Genau das würde meine Thera aber jetzt, glaube ich, als Übertragung bezeichnen.
Dass einem das früher von Tätern eingeredet … wurde spricht ja gar nicht dagegen, dass sich das heute als Übertragung zeigt.
Ich denke, wenn meine Thera das in dem Kontext Übertragung nennt, dann will sie mich daran erinnern, dass das alte Gefühle sind. Damit ich überhaupt anfangen kann da Realität rein zu bringen.

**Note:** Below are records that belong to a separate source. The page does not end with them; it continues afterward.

//! Message pipeline: fetch, parse, normalize, filter, order.
//!
//! Raw bodies from a backend's fetch window become canonical [`Message`]
//! records plus their attachment payloads. Malformed messages are dropped
//! individually; the batch survives. Recipient filtering is re-applied
//! here even though the IMAP search already filtered, because TO search
//! is substring-based on some servers.

use chrono::{DateTime, Utc};

use mailbridge_imap::FetchedMessage;
use mailbridge_mime::ParsedMail;

use crate::connection::BackendConnection;
use crate::error::Result;
use crate::message::{AttachmentData, AttachmentInfo, Message, MessagePayload, Provider};

/// A normalized message together with its payload-cache entry.
pub type PipelineItem = (Message, MessagePayload);

/// Fetches and normalizes the recent window for one backend.
///
/// `target` is the normalized recipient to filter by, when the request
/// was for a specific address; `provider` is the routing classification
/// the resulting messages carry.
///
/// # Errors
///
/// Returns connection-level errors; per-message parse failures are
/// logged and skipped.
pub async fn fetch_backend(
    connection: &BackendConnection,
    target: Option<&str>,
    provider: Provider,
    limit: usize,
) -> Result<Vec<PipelineItem>> {
    let backend = connection.account().address.clone();
    let fetched = connection.fetch_window(target, limit).await?;

    let mut items: Vec<PipelineItem> = fetched
        .iter()
        .filter_map(|raw| normalize(&backend, provider, raw))
        .filter(|(message, _)| {
            target.is_none_or(|t| message.normalized_to() == t)
        })
        .collect();

    sort_newest_first(&mut items);
    Ok(items)
}

/// Parses one fetched body into the canonical record.
///
/// Returns `None` for unparseable messages.
#[must_use]
pub fn normalize(backend: &str, provider: Provider, raw: &FetchedMessage) -> Option<PipelineItem> {
    let parsed = match ParsedMail::parse(&raw.body) {
        Ok(parsed) => parsed,
        Err(e) => {
            tracing::debug!(backend, uid = raw.uid, error = %e, "dropping unparseable message");
            return None;
        }
    };

    Some(assemble(backend, provider, raw.uid, parsed))
}

fn assemble(backend: &str, provider: Provider, uid: u32, parsed: ParsedMail) -> PipelineItem {
    let id = parsed
        .message_id
        .clone()
        .filter(|id| !id.is_empty())
        .unwrap_or_else(|| Message::fallback_id(backend, uid));

    let (from, from_name) = parsed
        .from
        .as_ref()
        .map_or_else(|| (String::new(), None), |mb| (mb.address.clone(), mb.name.clone()));

    let to = parsed
        .to
        .first()
        .map(|mb| mb.address.clone())
        .unwrap_or_default();

    let is_alias = !to.eq_ignore_ascii_case(backend);

    let attachments = parsed
        .attachments
        .iter()
        .map(|a| AttachmentInfo {
            filename: a.filename.clone(),
            content_type: a.content_type.clone(),
            size_bytes: a.data.len(),
        })
        .collect();

    let payload = MessagePayload {
        attachments: parsed
            .attachments
            .into_iter()
            .map(|a| AttachmentData {
                filename: a.filename,
                content_type: a.content_type,
                data: a.data,
            })
            .collect(),
    };

    let message = Message {
        id,
        uid,
        from,
        from_name,
        to,
        subject: parsed.subject.unwrap_or_default(),
        date: parse_date(parsed.date.as_deref()),
        text_body: parsed.text_body,
        html_body: parsed.html_body,
        attachments,
        backend: backend.to_string(),
        provider,
        is_alias,
    };

    (message, payload)
}

/// Orders newest first; the pipeline's only ordering guarantee.
pub fn sort_newest_first(items: &mut [PipelineItem]) {
    items.sort_by(|(a, _), (b, _)| b.date.cmp(&a.date));
}

/// Parses an RFC 2822 date, tolerating trailing comments like `(UTC)`.
///
/// Unparseable dates become the epoch so malformed messages sort last
/// instead of being dropped.
fn parse_date(raw: Option<&str>) -> DateTime<Utc> {
    let Some(raw) = raw else {
        return DateTime::UNIX_EPOCH;
    };

    let trimmed = raw.trim();
    if let Ok(date) = DateTime::parse_from_rfc2822(trimmed) {
        return date.with_timezone(&Utc);
    }

    // Second try without a trailing comment.
    if let Some(open) = trimmed.rfind('(')
        && let Ok(date) = DateTime::parse_from_rfc2822(trimmed[..open].trim())
    {
        return date.with_timezone(&Utc);
    }

    DateTime::UNIX_EPOCH
}
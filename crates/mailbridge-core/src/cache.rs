//! Bounded LRU caches with lazy TTL expiry.
//!
//! All three core caches (view, global store, payload) are instances of
//! [`TtlLru`]. Reads promote hits to MRU; expired entries are passed over
//! on `get` but kept until eviction so a failed refetch can still serve
//! the stale value via [`TtlLru::get_stale`].

use std::collections::{HashMap, VecDeque};
use std::hash::Hash;
use std::sync::Mutex;
use std::time::{Duration, Instant};

struct Entry<V> {
    value: V,
    inserted_at: Instant,
}

struct Inner<K, V> {
    map: HashMap<K, Entry<V>>,
    // Front = LRU, back = MRU.
    order: VecDeque<K>,
}

/// A bounded LRU cache with per-entry TTL.
///
/// The mutex covers every operation; nothing awaits while holding it.
pub struct TtlLru<K, V> {
    inner: Mutex<Inner<K, V>>,
    capacity: usize,
    ttl: Duration,
}

impl<K, V> TtlLru<K, V>
where
    K: Eq + Hash + Clone,
    V: Clone,
{
    /// Creates a cache with the given capacity and TTL.
    #[must_use]
    pub fn new(capacity: usize, ttl: Duration) -> Self {
        Self {
            inner: Mutex::new(Inner {
                map: HashMap::with_capacity(capacity),
                order: VecDeque::with_capacity(capacity),
            }),
            capacity,
            ttl,
        }
    }

    /// Returns a fresh value, promoting it to MRU.
    ///
    /// Expired entries return `None` but stay resident for
    /// [`TtlLru::get_stale`].
    pub fn get(&self, key: &K) -> Option<V> {
        let mut inner = self.lock();
        let entry = inner.map.get(key)?;
        if entry.inserted_at.elapsed() > self.ttl {
            return None;
        }
        let value = entry.value.clone();
        promote(&mut inner.order, key);
        Some(value)
    }

    /// Returns a value regardless of TTL, without promotion.
    pub fn get_stale(&self, key: &K) -> Option<V> {
        let inner = self.lock();
        inner.map.get(key).map(|entry| entry.value.clone())
    }

    /// Inserts a value at MRU, evicting LRU entries over capacity.
    pub fn insert(&self, key: K, value: V) {
        let mut inner = self.lock();

        if inner.map.contains_key(&key) {
            inner.order.retain(|k| k != &key);
        } else {
            while inner.map.len() >= self.capacity {
                let Some(oldest) = inner.order.pop_front() else {
                    break;
                };
                inner.map.remove(&oldest);
            }
        }

        inner.order.push_back(key.clone());
        inner.map.insert(
            key,
            Entry {
                value,
                inserted_at: Instant::now(),
            },
        );
    }

    /// Removes one entry.
    pub fn remove(&self, key: &K) -> Option<V> {
        let mut inner = self.lock();
        let entry = inner.map.remove(key)?;
        inner.order.retain(|k| k != key);
        Some(entry.value)
    }

    /// Drops every entry.
    pub fn clear(&self) {
        let mut inner = self.lock();
        inner.map.clear();
        inner.order.clear();
    }

    /// Removes entries whose key fails the predicate.
    pub fn retain(&self, mut keep: impl FnMut(&K, &V) -> bool) {
        let mut inner = self.lock();
        let map = &mut inner.map;
        map.retain(|k, entry| keep(k, &entry.value));
        let map = &inner.map;
        let retained: VecDeque<K> = inner
            .order
            .iter()
            .filter(|k| map.contains_key(*k))
            .cloned()
            .collect();
        inner.order = retained;
    }

    /// Number of resident entries, expired ones included.
    pub fn len(&self) -> usize {
        self.lock().map.len()
    }

    /// True when the cache holds nothing.
    pub fn is_empty(&self) -> bool {
        self.len() == 0
    }

    fn lock(&self) -> std::sync::MutexGuard<'_, Inner<K, V>> {
        // A poisoned cache mutex means a panic mid-operation; the data is
        // still structurally sound, so recover the guard.
        self.inner.lock().unwrap_or_else(std::sync::PoisonError::into_inner)
    }
}

fn promote<K: Eq>(order: &mut VecDeque<K>, key: &K) {
    if let Some(position) = order.iter().position(|k| k == key) {
        let Some(k) = order.remove(position) else {
            return;
        };
        order.push_back(k);
    }
}

#[cfg(test)]
#[allow(clippy::unwrap_used)]
mod tests {
    use super::*;

    #[test]
    fn insert_and_get() {
        let cache = TtlLru::new(4, Duration::from_secs(60));
        cache.insert("a", 1);
        assert_eq!(cache.get(&"a"), Some(1));
        assert_eq!(cache.get(&"b"), None);
    }

    #[test]
    fn capacity_evicts_oldest_first() {
        let cache = TtlLru::new(3, Duration::from_secs(60));
        cache.insert("a", 1);
        cache.insert("b", 2);
        cache.insert("c", 3);
        cache.insert("d", 4);

        // First-inserted key is gone, the rest survive.
        assert_eq!(cache.get(&"a"), None);
        assert_eq!(cache.get(&"b"), Some(2));
        assert_eq!(cache.get(&"c"), Some(3));
        assert_eq!(cache.get(&"d"), Some(4));
        assert_eq!(cache.len(), 3);
    }

    #[test]
    fn get_promotes_to_mru() {
        let cache = TtlLru::new(2, Duration::from_secs(60));
        cache.insert("a", 1);
        cache.insert("b", 2);
        // Touch "a" so "b" becomes the eviction candidate.
        assert_eq!(cache.get(&"a"), Some(1));
        cache.insert("c", 3);

        assert_eq!(cache.get(&"a"), Some(1));
        assert_eq!(cache.get(&"b"), None);
        assert_eq!(cache.get(&"c"), Some(3));
    }

    #[test]
    fn reinsert_refreshes_position() {
        let cache = TtlLru::new(2, Duration::from_secs(60));
        cache.insert("a", 1);
        cache.insert("b", 2);
        cache.insert("a", 10);
        cache.insert("c", 3);

        assert_eq!(cache.get(&"a"), Some(10));
        assert_eq!(cache.get(&"b"), None);
    }

    #[test]
    fn ttl_expires_but_stale_read_survives() {
        let cache = TtlLru::new(4, Duration::from_millis(5));
        cache.insert("a", 1);
        std::thread::sleep(Duration::from_millis(15));

        assert_eq!(cache.get(&"a"), None);
        assert_eq!(cache.get_stale(&"a"), Some(1));
    }

    #[test]
    fn remove_and_clear() {
        let cache = TtlLru::new(4, Duration::from_secs(60));
        cache.insert("a", 1);
        cache.insert("b", 2);
        assert_eq!(cache.remove(&"a"), Some(1));
        assert_eq!(cache.get(&"a"), None);
        cache.clear();
        assert!(cache.is_empty());
    }

    #[test]
    fn retain_filters_by_key_and_value() {
        let cache = TtlLru::new(8, Duration::from_secs(60));
        cache.insert("keep", 1);
        cache.insert("drop", 2);
        cache.retain(|_, v| *v == 1);
        assert_eq!(cache.get(&"keep"), Some(1));
        assert_eq!(cache.get(&"drop"), None);
        assert_eq!(cache.len(), 1);
    }
}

Und klar, ich Zweifel dann an ihr und daran, inwiefern das wirklich alt ist. Und suche Anzeichen, die mir bestätigen, dass eigentlich sie das Problem ist. Das macht es ja so schwierig.

Sie benutzt den Begriff der Übertragung glaube ich für alles, was aus alten Beziehungen die heutigen überschattet.